§ **Task description**: Single out the lines of the material that contain "margin" and copy them.

§ **Working data**:
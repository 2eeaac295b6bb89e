//! Configuration types and defaults
//!
//! Every section is optional in the TOML file; missing keys take the
//! defaults below. Loading and environment overrides live in
//! `adapters::toml_config`.

use std::collections::HashMap;
use std::path::PathBuf;

use serde::{Deserialize, Serialize};

use crate::domain::edl::EdlOptions;
use crate::domain::model::TransitionKind;
use crate::error::{CutlistError, CutlistResult};

/// Complete configuration
#[derive(Debug, Clone, Default, PartialEq, Serialize, Deserialize)]
#[serde(default)]
pub struct CutlistConfig {
    pub encoder: EncoderSettings,
    pub smart_cut: SmartCutSettings,
    pub concat: ConcatSettings,
    pub transitions: TransitionSettings,
    pub edl: EdlOptions,
    pub export: ExportSettings,
    pub logging: LoggingSettings,
}

/// Encoder invocation parameters
#[derive(Debug, Clone, PartialEq, Serialize, Deserialize)]
#[serde(default)]
pub struct EncoderSettings {
    /// ffmpeg executable
    pub ffmpeg_path: String,
    /// ffprobe executable
    pub ffprobe_path: String,
    /// Video encoder name, or "auto" to follow the source codec
    pub video_codec: String,
    /// Software encoder used when a GPU encoder fails
    pub cpu_fallback_codec: String,
    /// Encoding preset
    pub preset: String,
    /// Constant Rate Factor (0-51)
    pub crf: u8,
    pub audio_codec: String,
    pub audio_bitrate: String,
    pub sample_rate: u32,
    /// Upper bound for a single encoder process
    pub process_timeout_secs: u64,
}

impl Default for EncoderSettings {
    fn default() -> Self {
        Self {
            ffmpeg_path: "ffmpeg".to_string(),
            ffprobe_path: "ffprobe".to_string(),
            video_codec: "auto".to_string(),
            cpu_fallback_codec: "libx264".to_string(),
            preset: "medium".to_string(),
            crf: 18,
            audio_codec: "aac".to_string(),
            audio_bitrate: "192k".to_string(),
            sample_rate: 48000,
            process_timeout_secs: 3600,
        }
    }
}

/// Smart-cut planning parameters
#[derive(Debug, Clone, PartialEq, Serialize, Deserialize)]
#[serde(default)]
pub struct SmartCutSettings {
    /// Re-encode band reserved at each cut boundary (seconds)
    pub margin: f64,
    /// Ranges shorter than this are re-encoded whole
    pub min_split_duration: f64,
    /// Head/tail parts at or below this length are omitted
    pub boundary_epsilon: f64,
    /// Half-width of the keyframe probe window
    pub keyframe_window: f64,
    pub keyframe_timeout_secs: u64,
}

impl Default for SmartCutSettings {
    fn default() -> Self {
        Self {
            margin: 5.0,
            min_split_duration: 5.0,
            boundary_epsilon: 0.1,
            keyframe_window: 20.0,
            keyframe_timeout_secs: 5,
        }
    }
}

#[derive(Debug, Clone, PartialEq, Serialize, Deserialize)]
#[serde(default)]
pub struct ConcatSettings {
    /// Maximum inputs handed to one concat invocation
    pub batch_size: usize,
}

impl Default for ConcatSettings {
    fn default() -> Self {
        Self { batch_size: 25 }
    }
}

/// Transition clustering parameters
#[derive(Debug, Clone, PartialEq, Serialize, Deserialize)]
#[serde(default)]
pub struct TransitionSettings {
    /// Padding added on both sides of every effect window
    pub pad: f64,
    /// Windows starting within this distance of a cluster's end join it
    pub merge_tolerance: f64,
    /// Sound mixed in for effects flagged `use_effect_audio`
    pub sounds: HashMap<TransitionKind, PathBuf>,
}

impl Default for TransitionSettings {
    fn default() -> Self {
        Self {
            pad: 1.0,
            merge_tolerance: 0.5,
            sounds: HashMap::new(),
        }
    }
}

#[derive(Debug, Clone, Default, PartialEq, Serialize, Deserialize)]
#[serde(default)]
pub struct ExportSettings {
    /// Parent directory for per-export scratch space; system temp when unset
    pub scratch_dir: Option<PathBuf>,
    /// Worker bound for parallel segment rendering; 0 means one per CPU
    pub workers: usize,
    /// Render independent segments concurrently
    pub parallel: bool,
}

impl ExportSettings {
    pub fn effective_workers(&self) -> usize {
        if self.workers == 0 {
            num_cpus::get().max(1)
        } else {
            self.workers
        }
    }

    pub fn scratch_root(&self) -> PathBuf {
        self.scratch_dir.clone().unwrap_or_else(std::env::temp_dir)
    }
}

#[derive(Debug, Clone, PartialEq, Serialize, Deserialize)]
#[serde(default)]
pub struct LoggingSettings {
    pub level: String,
    pub json: bool,
}

impl Default for LoggingSettings {
    fn default() -> Self {
        Self {
            level: "info".to_string(),
            json: false,
        }
    }
}

impl CutlistConfig {
    /// Reject values the pipeline cannot work with
    pub fn validate(&self) -> CutlistResult<()> {
        let invalid = |message: String| Err(CutlistError::Config { message });

        if self.encoder.crf > 51 {
            return invalid(format!("crf {} exceeds 51", self.encoder.crf));
        }
        if self.encoder.ffmpeg_path.trim().is_empty() || self.encoder.ffprobe_path.trim().is_empty() {
            return invalid("encoder paths must not be empty".to_string());
        }
        if self.smart_cut.margin <= 0.0 {
            return invalid(format!("smart_cut.margin must be positive, got {}", self.smart_cut.margin));
        }
        if self.smart_cut.keyframe_window <= 0.0 {
            return invalid("smart_cut.keyframe_window must be positive".to_string());
        }
        if self.concat.batch_size < 2 {
            return invalid(format!(
                "concat.batch_size must be at least 2, got {}",
                self.concat.batch_size
            ));
        }
        if self.transitions.pad < 0.0 || self.transitions.merge_tolerance < 0.0 {
            return invalid("transition pad and merge_tolerance must not be negative".to_string());
        }
        if self.edl.history_limit == 0 {
            return invalid("edl.history_limit must be at least 1".to_string());
        }
        if self.edl.split_epsilon < 0.0 || self.edl.merge_epsilon < 0.0 {
            return invalid("edl epsilons must not be negative".to_string());
        }
        Ok(())
    }
}

#[cfg(test)]
mod tests {
    use super::*;

    #[test]
    fn test_defaults_match_reference_constants() {
        let config = CutlistConfig::default();
        assert_eq!(config.smart_cut.margin, 5.0);
        assert_eq!(config.concat.batch_size, 25);
        assert_eq!(config.transitions.pad, 1.0);
        assert_eq!(config.transitions.merge_tolerance, 0.5);
        assert_eq!(config.edl.history_limit, 50);
        assert!(config.validate().is_ok());
    }

    #[test]
    fn test_validate_rejects_bad_values() {
        let mut config = CutlistConfig::default();
        config.concat.batch_size = 1;
        assert!(config.validate().is_err());

        let mut config = CutlistConfig::default();
        config.encoder.crf = 60;
        assert!(config.validate().is_err());

        let mut config = CutlistConfig::default();
        config.smart_cut.margin = 0.0;
        assert!(config.validate().is_err());
    }

    #[test]
    fn test_effective_workers() {
        let settings = ExportSettings {
            workers: 3,
            ..ExportSettings::default()
        };
        assert_eq!(settings.effective_workers(), 3);
        assert!(ExportSettings::default().effective_workers() >= 1);
    }
}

§ **Solution to the exercise**:
    pub margin: f64,
            margin: 5.0,
        if self.smart_cut.margin <= 0.0 {
            return invalid(format!("smart_cut.margin must be positive, got {}", self.smart_cut.margin));
        assert_eq!(config.smart_cut.margin, 5.0);
        config.smart_cut.margin = 0.0;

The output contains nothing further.